■ Material shown

***

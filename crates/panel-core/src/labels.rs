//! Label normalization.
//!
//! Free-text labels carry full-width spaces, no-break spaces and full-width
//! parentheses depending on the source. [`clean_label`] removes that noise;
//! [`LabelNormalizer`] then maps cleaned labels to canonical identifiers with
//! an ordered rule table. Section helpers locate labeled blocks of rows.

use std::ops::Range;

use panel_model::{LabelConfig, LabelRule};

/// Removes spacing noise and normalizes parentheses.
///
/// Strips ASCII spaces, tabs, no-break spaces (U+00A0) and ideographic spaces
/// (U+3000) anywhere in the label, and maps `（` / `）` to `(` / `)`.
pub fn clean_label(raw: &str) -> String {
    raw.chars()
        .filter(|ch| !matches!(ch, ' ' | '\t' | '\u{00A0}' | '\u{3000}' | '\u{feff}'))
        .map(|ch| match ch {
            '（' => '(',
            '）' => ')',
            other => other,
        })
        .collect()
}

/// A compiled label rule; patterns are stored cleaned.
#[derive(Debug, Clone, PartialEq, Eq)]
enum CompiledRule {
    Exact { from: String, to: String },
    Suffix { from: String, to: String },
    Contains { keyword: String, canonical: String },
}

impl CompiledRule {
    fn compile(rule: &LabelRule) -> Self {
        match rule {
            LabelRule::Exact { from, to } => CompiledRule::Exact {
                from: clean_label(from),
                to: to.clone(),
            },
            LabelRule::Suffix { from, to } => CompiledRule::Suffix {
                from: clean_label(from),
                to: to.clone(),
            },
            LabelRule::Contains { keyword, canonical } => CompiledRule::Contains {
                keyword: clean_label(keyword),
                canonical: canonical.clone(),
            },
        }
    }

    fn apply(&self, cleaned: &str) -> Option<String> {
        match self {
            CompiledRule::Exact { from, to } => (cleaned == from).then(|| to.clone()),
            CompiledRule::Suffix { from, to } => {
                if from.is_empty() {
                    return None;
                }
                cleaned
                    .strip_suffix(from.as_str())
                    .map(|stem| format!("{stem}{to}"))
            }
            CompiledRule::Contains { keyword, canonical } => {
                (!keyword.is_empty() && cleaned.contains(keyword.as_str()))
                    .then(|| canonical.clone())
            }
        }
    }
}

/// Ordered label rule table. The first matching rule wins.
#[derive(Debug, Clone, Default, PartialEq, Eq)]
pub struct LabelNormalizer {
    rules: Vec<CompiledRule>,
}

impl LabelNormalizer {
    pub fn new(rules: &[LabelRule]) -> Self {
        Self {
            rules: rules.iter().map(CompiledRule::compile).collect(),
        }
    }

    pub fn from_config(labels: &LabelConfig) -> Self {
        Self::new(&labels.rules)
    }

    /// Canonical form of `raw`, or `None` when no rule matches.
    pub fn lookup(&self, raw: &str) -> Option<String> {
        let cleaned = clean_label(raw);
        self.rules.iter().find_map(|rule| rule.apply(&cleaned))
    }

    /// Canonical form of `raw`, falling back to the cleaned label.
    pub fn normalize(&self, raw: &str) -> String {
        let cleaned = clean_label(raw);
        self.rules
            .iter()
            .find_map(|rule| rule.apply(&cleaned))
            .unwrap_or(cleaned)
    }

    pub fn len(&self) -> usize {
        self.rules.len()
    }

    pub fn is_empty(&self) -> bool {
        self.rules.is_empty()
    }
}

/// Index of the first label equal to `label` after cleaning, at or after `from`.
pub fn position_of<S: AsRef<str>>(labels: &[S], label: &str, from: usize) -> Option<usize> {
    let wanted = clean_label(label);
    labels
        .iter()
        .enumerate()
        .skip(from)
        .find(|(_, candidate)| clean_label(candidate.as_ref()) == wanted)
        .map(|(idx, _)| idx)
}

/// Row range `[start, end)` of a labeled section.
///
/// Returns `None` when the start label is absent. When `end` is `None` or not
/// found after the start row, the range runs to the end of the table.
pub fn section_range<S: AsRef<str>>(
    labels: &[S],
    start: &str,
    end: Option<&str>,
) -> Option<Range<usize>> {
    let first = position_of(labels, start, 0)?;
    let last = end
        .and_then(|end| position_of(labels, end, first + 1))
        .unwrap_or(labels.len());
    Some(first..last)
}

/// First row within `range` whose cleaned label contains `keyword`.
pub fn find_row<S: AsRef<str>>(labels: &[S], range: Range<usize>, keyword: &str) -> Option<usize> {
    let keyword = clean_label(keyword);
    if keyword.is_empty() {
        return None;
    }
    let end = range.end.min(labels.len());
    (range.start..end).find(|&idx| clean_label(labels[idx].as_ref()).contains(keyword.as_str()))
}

***

■ Exercise instructions
From the records above, transcribe without alteration every line from the one with "spaces and full-width" to the one with "(cleaned == from).then(||", inclusive.

■ Exercise solution
//! Free-text labels carry full-width spaces, no-break spaces and full-width
//! parentheses depending on the source. [`clean_label`] removes that noise;
//! [`LabelNormalizer`] then maps cleaned labels to canonical identifiers with
//! an ordered rule table. Section helpers locate labeled blocks of rows.

use std::ops::Range;

use panel_model::{LabelConfig, LabelRule};

/// Removes spacing noise and normalizes parentheses.
///
/// Strips ASCII spaces, tabs, no-break spaces (U+00A0) and ideographic spaces
/// (U+3000) anywhere in the label, and maps `（` / `）` to `(` / `)`.
pub fn clean_label(raw: &str) -> String {
    raw.chars()
        .filter(|ch| !matches!(ch, ' ' | '\t' | '\u{00A0}' | '\u{3000}' | '\u{feff}'))
        .map(|ch| match ch {
            '（' => '(',
            '）' => ')',
            other => other,
        })
        .collect()
}

/// A compiled label rule; patterns are stored cleaned.
#[derive(Debug, Clone, PartialEq, Eq)]
enum CompiledRule {
    Exact { from: String, to: String },
    Suffix { from: String, to: String },
    Contains { keyword: String, canonical: String },
}

impl CompiledRule {
    fn compile(rule: &LabelRule) -> Self {
        match rule {
            LabelRule::Exact { from, to } => CompiledRule::Exact {
                from: clean_label(from),
                to: to.clone(),
            },
            LabelRule::Suffix { from, to } => CompiledRule::Suffix {
                from: clean_label(from),
                to: to.clone(),
            },
            LabelRule::Contains { keyword, canonical } => CompiledRule::Contains {
                keyword: clean_label(keyword),
                canonical: canonical.clone(),
            },
        }
    }

    fn apply(&self, cleaned: &str) -> Option<String> {
        match self {
            CompiledRule::Exact { from, to } => (cleaned == from).then(|| to.clone()),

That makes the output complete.